Jazz’s cheeks flamed red. ‘Yes, I know. I feel embarrassed about that. If I’d had my choice you’d have been a long way down the queue.’

He laughed, relieved to see her relaxing at least a little. ‘You’re a beautiful woman, Jazz. You don’t need to do any of that. And I’m not just talking about what the world sees. You’re beautiful inside, and you deserve better.’

‘Than you?’

‘Much better than me. And better than some emir you don’t even know. You’ll fall in love one day, and when that day comes you won’t want baggage. Believe me, I know all about that.’

‘You’re not married, are you?’ Her smile vanished.

‘Me? No.
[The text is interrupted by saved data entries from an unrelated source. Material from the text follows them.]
//! Benchmark for a single range solve.
//!
//! Run with: cargo run --release --bin bench

use std::time::Instant;

use chrono::NaiveDate;
use shift_scheduling::{constants, demo_data, solver};

fn main() {
    let state = demo_data::generate(demo_data::DemoData::Large);
    let n_clinicians = state.clinicians.len();
    let n_classes = state.section_rows().count();

    println!("Benchmark: range solve");
    println!("  Clinicians: {}", n_clinicians);
    println!("  Classes: {}", n_classes);
    println!();

    let start = NaiveDate::from_ymd_opt(2026, 1, 5).unwrap();
    let end = start + chrono::Duration::days(6);

    let solve_start = Instant::now();
    let outcome = solver::solve_range(
        &state,
        start,
        end,
        false,
        constants::RANGE_BASE_BUDGET_SECONDS,
        constants::DEFAULT_SEARCH_WORKERS,
    );
    let elapsed = solve_start.elapsed();

    println!("Results:");
    println!("  Assignments: {}", outcome.assignments.len());
    println!("  Notes: {:?}", outcome.notes);
    println!("  Wall clock: {:.2?}", elapsed);
}
#[cfg(test)]
mod tests {
    use super::*;
    use crate::{demo_data, expand};

    #[test]
    fn builds_a_nonempty_model_for_demo_data() {
        let state = demo_data::generate_small();
        let start = chrono::NaiveDate::from_ymd_opt(2026, 1, 5).unwrap();
        let end = chrono::NaiveDate::from_ymd_opt(2026, 1, 11).unwrap();
        let expanded = expand::expand(&state, start, end);
        let model = build(&state, &expanded, false);
        assert!(!model.decision_vars.is_empty());
        assert!(!model.constraints.is_empty());
    }

    #[test]
    fn vacationing_clinician_gets_no_decision_variables() {
        let mut state = demo_data::generate_small();
        let start = chrono::NaiveDate::from_ymd_opt(2026, 1, 5).unwrap();
        let end = chrono::NaiveDate::from_ymd_opt(2026, 1, 11).unwrap();
        state.clinicians[0].vacations = vec![crate::domain::VacationRange { start, end }];
        let vacationing_id = state.clinicians[0].id.clone();

        let expanded = expand::expand(&state, start, end);
        let model = build(&state, &expanded, false);
        assert!(!model
            .decision_vars
            .iter()
            .any(|dv| dv.clinician_id == vacationing_id));
    }

    #[test]
    fn omega_max_scales_with_class_count() {
        assert_eq!(omega_max(0), 3);
        assert_eq!(omega_max(3), 33);
    }
}
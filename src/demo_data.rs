//! Demo data generators for clinical shift scheduling.
//!
//! Structure follows the teacher's generator: a seeded RNG, weighted
//! distributions picked via `pick_count`, and a `DemoData::{Small,Large}`
//! size knob exposed through the HTTP layer.

use chrono::{Duration, NaiveDate};
use rand::prelude::*;
use rand::rngs::StdRng;
use rand::SeedableRng;

use crate::domain::{
    AppState, Clinician, Location, MinSlots, SolverSettings, SubShift, VacationRange,
    WorkplaceRow,
};

#[derive(Debug, Clone, Copy, PartialEq, Eq)]
pub enum DemoData {
    Small,
    Large,
}

impl std::str::FromStr for DemoData {
    type Err = ();

    fn from_str(s: &str) -> Result<Self, Self::Err> {
        match s.to_uppercase().as_str() {
            "SMALL" => Ok(DemoData::Small),
            "LARGE" => Ok(DemoData::Large),
            _ => Err(()),
        }
    }
}

impl DemoData {
    pub fn as_str(&self) -> &'static str {
        match self {
            DemoData::Small => "SMALL",
            DemoData::Large => "LARGE",
        }
    }

    fn parameters(&self) -> DemoDataParameters {
        match self {
            DemoData::Small => DemoDataParameters {
                location_names: vec!["Main Campus".to_string(), "North Clinic".to_string()],
                class_names: vec![
                    "Emergency".to_string(),
                    "ICU".to_string(),
                    "Pediatrics".to_string(),
                ],
                clinician_count: 12,
                days_in_schedule: 14,
                sub_shift_count_distribution: vec![(1, 0.3), (2, 0.6), (3, 0.1)],
                qualification_count_distribution: vec![(1, 2.0), (2, 3.0), (3, 1.0)],
                vacation_count_distribution: vec![(0, 5.0), (1, 2.0)],
            },
            DemoData::Large => DemoDataParameters {
                location_names: vec![
                    "Main Campus".to_string(),
                    "North Clinic".to_string(),
                    "Riverside Annex".to_string(),
                ],
                class_names: vec![
                    "Emergency".to_string(),
                    "ICU".to_string(),
                    "Pediatrics".to_string(),
                    "Radiology".to_string(),
                    "Surgery".to_string(),
                    "Cardiology".to_string(),
                ],
                clinician_count: 40,
                days_in_schedule: 28,
                sub_shift_count_distribution: vec![(1, 0.2), (2, 0.5), (3, 0.3)],
                qualification_count_distribution: vec![(1, 1.0), (2, 3.0), (3, 2.0)],
                vacation_count_distribution: vec![(0, 4.0), (1, 3.0), (2, 1.0)],
            },
        }
    }
}

struct DemoDataParameters {
    location_names: Vec<String>,
    class_names: Vec<String>,
    clinician_count: usize,
    days_in_schedule: i64,
    sub_shift_count_distribution: Vec<(usize, f64)>,
    qualification_count_distribution: Vec<(usize, f64)>,
    vacation_count_distribution: Vec<(usize, f64)>,
}

/// List of available demo data sets.
pub fn list_demo_data() -> Vec<&'static str> {
    vec!["SMALL", "LARGE"]
}

/// Convenience wrapper used throughout the test suite.
pub fn generate_small() -> AppState {
    generate(DemoData::Small)
}

pub fn generate_large() -> AppState {
    generate(DemoData::Large)
}

/// Generates a synthetic, already-normalised `AppState` for the given size.
pub fn generate(demo: DemoData) -> AppState {
    let params = demo.parameters();
    let mut rng = StdRng::seed_from_u64(0);

    let locations: Vec<Location> = params
        .location_names
        .iter()
        .enumerate()
        .map(|(i, name)| Location {
            id: format!("loc-{i}"),
            name: name.clone(),
        })
        .collect();

    let start_date = NaiveDate::from_ymd_opt(2026, 1, 5).unwrap();

    let sub_shift_templates: Vec<Vec<(&str, &str, u8)>> = vec![
        vec![("06:00", "14:00", 0)],
        vec![("06:00", "14:00", 0), ("14:00", "22:00", 0)],
        vec![("06:00", "14:00", 0), ("14:00", "22:00", 0), ("22:00", "06:00", 1)],
    ];

    let mut rows = Vec::new();
    for (i, class_name) in params.class_names.iter().enumerate() {
        let class_id = format!("class-{i}");
        let sub_shift_count = pick_count(&mut rng, &params.sub_shift_count_distribution);
        let template = &sub_shift_templates[sub_shift_count.saturating_sub(1).min(2)];
        let sub_shifts: Vec<SubShift> = template
            .iter()
            .enumerate()
            .map(|(idx, (start, end, offset))| SubShift {
                id: format!("s{}", idx + 1),
                name: format!("Shift {}", idx + 1),
                order: (idx + 1) as u8,
                start_time: start.to_string(),
                end_time: end.to_string(),
                end_day_offset: *offset,
                hours: None,
            })
            .collect();
        let location_id = locations[i % locations.len()].id.clone();

        rows.push(WorkplaceRow::Section {
            id: class_id,
            name: class_name.clone(),
            location_id: Some(location_id),
            sub_shifts,
        });
    }
    rows.push(WorkplaceRow::Pool {
        id: "pool-rest-day".to_string(),
        name: "Rest Day".to_string(),
    });
    rows.push(WorkplaceRow::Pool {
        id: "pool-vacation".to_string(),
        name: "Vacation".to_string(),
    });

    let name_permutations = generate_name_permutations(&mut rng);
    let class_ids: Vec<String> = rows
        .iter()
        .filter(|r| r.is_section())
        .map(|r| r.id().to_string())
        .collect();

    let mut clinicians = Vec::new();
    for i in 0..params.clinician_count {
        let name = name_permutations[i % name_permutations.len()].clone();

        let qualification_count = pick_count(&mut rng, &params.qualification_count_distribution)
            .min(class_ids.len());
        let qualified: Vec<String> = class_ids
            .choose_multiple(&mut rng, qualification_count)
            .cloned()
            .collect();
        let mut preferred = qualified.clone();
        preferred.shuffle(&mut rng);
        preferred.truncate(rng.gen_range(0..=preferred.len()));

        let vacation_count = pick_count(&mut rng, &params.vacation_count_distribution);
        let vacations: Vec<VacationRange> = (0..vacation_count)
            .map(|_| {
                let offset = rng.gen_range(0..params.days_in_schedule.max(1));
                let span = rng.gen_range(1..=3);
                let start = start_date + Duration::days(offset);
                VacationRange {
                    start,
                    end: start + Duration::days(span - 1),
                }
            })
            .collect();

        let working_hours_per_week = if rng.gen_bool(0.7) {
            Some(*[32.0, 36.0, 40.0].choose(&mut rng).unwrap())
        } else {
            None
        };

        clinicians.push(Clinician {
            id: format!("c{i}"),
            name,
            qualified_class_ids: qualified,
            preferred_class_ids: preferred,
            vacations,
            working_hours_per_week,
        });
    }

    let mut min_slots_by_row_id = std::collections::HashMap::new();
    for class_id in &class_ids {
        let row = rows.iter().find(|r| r.id() == class_id).unwrap();
        for sub_shift in row.sub_shifts() {
            let row_id = crate::domain::build_shift_row_id(class_id, &sub_shift.id);
            min_slots_by_row_id.insert(
                row_id,
                MinSlots {
                    weekday: rng.gen_range(1..=3),
                    weekend: rng.gen_range(0..=2),
                },
            );
        }
    }

    AppState {
        locations,
        locations_enabled: true,
        rows,
        clinicians,
        assignments: Vec::new(),
        min_slots_by_row_id,
        slot_overrides_by_key: std::collections::HashMap::new(),
        holiday_country: None,
        holiday_year: None,
        holidays: Vec::new(),
        published_week_starts: Vec::new(),
        solver_settings: SolverSettings::default(),
        solver_rules: Vec::new(),
    }
}

/// Pick a count based on a weighted distribution.
fn pick_count(rng: &mut StdRng, distribution: &[(usize, f64)]) -> usize {
    let total_weight: f64 = distribution.iter().map(|(_, w)| w).sum();
    let mut choice = rng.gen::<f64>() * total_weight;

    for (count, weight) in distribution {
        if choice < *weight {
            return *count;
        }
        choice -= weight;
    }
    distribution.last().map(|(c, _)| *c).unwrap_or(1)
}

const FIRST_NAMES: &[&str] = &[
    "Amy", "Beth", "Carl", "Dan", "Elsa", "Flo", "Gus", "Hugo", "Ivy", "Jay",
];
const LAST_NAMES: &[&str] = &[
    "Cole", "Fox", "Green", "Jones", "King", "Li", "Poe", "Rye", "Smith", "Watt",
];

fn generate_name_permutations(rng: &mut StdRng) -> Vec<String> {
    let mut names = Vec::with_capacity(FIRST_NAMES.len() * LAST_NAMES.len());
    for first in FIRST_NAMES {
        for last in LAST_NAMES {
            names.push(format!("{} {}", first, last));
        }
    }
    names.shuffle(rng);
    names
}

#[cfg(test)]
mod tests {
    use super::*;

    #[test]
    fn small_demo_has_expected_shape() {
        let state = generate(DemoData::Small);
        assert_eq!(state.clinicians.len(), 12);
        assert_eq!(state.section_rows().count(), 3);
        assert!(state.assignments.is_empty());
    }

    #[test]
    fn large_demo_has_more_clinicians_than_small() {
        let small = generate(DemoData::Small);
        let large = generate(DemoData::Large);
        assert!(large.clinicians.len() > small.clinicians.len());
    }

    #[test]
    fn demo_data_from_str_accepts_any_case() {
        assert_eq!("SMALL".parse::<DemoData>(), Ok(DemoData::Small));
        assert_eq!("small".parse::<DemoData>(), Ok(DemoData::Small));
        assert_eq!("LARGE".parse::<DemoData>(), Ok(DemoData::Large));
        assert!("invalid".parse::<DemoData>().is_err());
    }

    #[test]
    fn every_clinician_with_preferences_is_also_qualified() {
        let state = generate(DemoData::Small);
        for clinician in &state.clinicians {
            for class_id in &clinician.preferred_class_ids {
                assert!(clinician.qualified_class_ids.contains(class_id));
            }
        }
    }

    #[test]
    fn every_section_row_has_min_slots_for_every_sub_shift() {
        let state = generate(DemoData::Small);
        for row in state.section_rows() {
            for sub_shift in row.sub_shifts() {
                let row_id = crate::domain::build_shift_row_id(row.id(), &sub_shift.id);
                assert!(state.min_slots_by_row_id.contains_key(&row_id));
            }
        }
    }
}
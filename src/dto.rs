//! DTOs for the REST API requests/responses (spec §6.1/§6.2).

use chrono::NaiveDate;
use serde::{Deserialize, Serialize};

use crate::domain::{AppState, Assignment};

#[derive(Debug, Clone, Deserialize)]
pub struct SolveDayRequest {
    #[serde(rename = "dateISO")]
    pub date_iso: NaiveDate,
    #[serde(default)]
    pub only_fill_required: bool,
    pub state: AppState,
}

#[derive(Debug, Serialize)]
pub struct SolveDayResponse {
    #[serde(rename = "dateISO")]
    pub date_iso: NaiveDate,
    pub assignments: Vec<Assignment>,
    pub notes: Vec<String>,
}

#[derive(Debug, Clone, Deserialize)]
pub struct SolveRangeRequest {
    #[serde(rename = "startISO")]
    pub start_iso: NaiveDate,
    #[serde(rename = "endISO", default)]
    pub end_iso: Option<NaiveDate>,
    #[serde(default)]
    pub only_fill_required: bool,
    pub state: AppState,
}

#[derive(Debug, Serialize)]
pub struct SolveRangeResponse {
    #[serde(rename = "startISO")]
    pub start_iso: NaiveDate,
    #[serde(rename = "endISO")]
    pub end_iso: NaiveDate,
    pub assignments: Vec<Assignment>,
    pub notes: Vec<String>,
}

#[derive(Debug, Deserialize)]
pub struct NormalizeRequest {
    pub state: AppState,
}

#[derive(Debug, Serialize)]
pub struct NormalizeResponse {
    pub state: AppState,
    pub changed: bool,
}

#[derive(Debug, Serialize)]
pub struct HealthResponse {
    pub status: &'static str,
}

#[derive(Debug, Serialize)]
#[serde(rename_all = "camelCase")]
pub struct InfoResponse {
    pub name: &'static str,
    pub version: &'static str,
    pub solver_engine: &'static str,
}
The women I meet have got more sense.’

‘I think you’d be a good catch,’ Jazz argued.

‘Do you?’ Once again they were staring at each other and all sorts of wicked thoughts were flying through his head, but best of all was the fact that maybe their friendship could move on now.

‘Why don’t you tell me about the baggage, Tyr?’

It had always been a mistake to relax around Jazz.

She stared at him in silence for a moment. ‘It’s another of those things you don’t want to talk about, isn’t it, Tyr?’

He shrugged. ‘You’ve known me most of your life, Jazz, but people change over time.’

‘So I’ll get to know you all over again.’ She met his stare steadily. ‘I don’t see anything different, Tyr. I just see you. And I’m not afraid of anything you have to tell me, but I think you are.’

‘Where are we going with this?’

‘If you point-blank refuse to tell me about your past, then all that’s left to talk about is you agreeing to marry me.’

She said this lightly as he raked his hair with frustration. ‘I thought you’d agreed we would forget that.’

‘You’re not making this easy for me, Tyr.’

‘Easy?’ He laughed. ‘Nothing about this situation is easy, Jazz.’

She huffed a smile. ‘Bet marriage was the last thing on your mind when you heaved me out of that sand drift.’

He slanted her an amused glance. ‘You could say.’

‘And now if you don’t marry me, I will be known to one and all as the disgraced princess of Kareshi. My people will never forgive you for that,’ she said, growing serious, ‘and neither will Sharif. He might be a forward-thinking leader, but he would never do anything to risk losing the hard-won trust of our people. I’m sorry, Tyr, but there really is no alternative—for either of us.’

‘Do you know how mad that sounds?’

‘Not mad,’ Jazz said sadly, ‘realistic. The emir won’t have me now, and neither would any other man in our world. I could run away and live somewhere else, I suppose, but I wouldn’t be much use to my people.’

For once he was lost for words. Finally, he said tensely, ‘Can you hear that?’